As we note from the snapshot above, Tata Steel with its most expensive acquisition of Corus Group Plc has taken approximately $3 billion of impairment charges until now. Impairment charges have negative impact on the financial statements as well as ratios.
In this article, we look at Impairments in detail –
- How are Tangible Assets Reported – US GAAP and IFRS
- Impairments of Assets under U.S. GAAP
- Impairments of Assets under IFRS
- How are Intangible Assets Reported – US GAAP and IFRS
- Impairments of Intangible Assets under U.S. GAAP and IFRS
- Example of Asset Impairment under IFRS
- Reversal of Impairment Loss
- Example of Asset Impairment under U.S. GAAP
- List of Companies with High Asset Impairment Charges
- Impact of Impairment on Financial Statements
- Impact of Impairment of Tangible Assets on Financial Statements
- Impact of Impairment of Intangible Assets on Financial Statements
- Impact of Impairment on Ratios
IMPAIRMENTS OF ASSETS UNDER U.S. GAAP
Mainly, Fixed Assets are tested for Impairment. There are two types of Fixed Assets – Tangible and Intangible. Before understanding how a specific asset is impaired, we need to understand how it is reported on the Balance Sheet.
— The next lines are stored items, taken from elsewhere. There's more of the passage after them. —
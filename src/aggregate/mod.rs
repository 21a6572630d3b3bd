pub mod calculator;
pub mod dimension;
pub mod locale;
pub mod spatial;

pub use calculator::{AggregateBucket, AggregateError, AggregationPolicy, Aggregator, OTHERS_LABEL};
pub use dimension::{Dimension, TimeBreakdown};
pub use locale::{Calendar, Locale};
pub use spatial::{RegionCount, SpatialJoin};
How are Tangible Assets Reported – US GAAP and IFRS
Different standards used by different countries all around the world have different methods of reporting.
U.S. GAAP uses cost model to report its tangible assets. Under cost model, Tangible Assets, mainly PP&E (Property, Plant & Equipment), other than Land is reported at amortized cost i.e. Historical cost minus accumulated depreciation, amortization, depletion and impairment losses. Here, Historical cost refers to the purchase price plus any cost necessary to get the asset ready for use. Over a period of time, the value of the asset reduces as we charge depreciation as expense every year in the income statement which then reduces the value of the asset in the balance sheet.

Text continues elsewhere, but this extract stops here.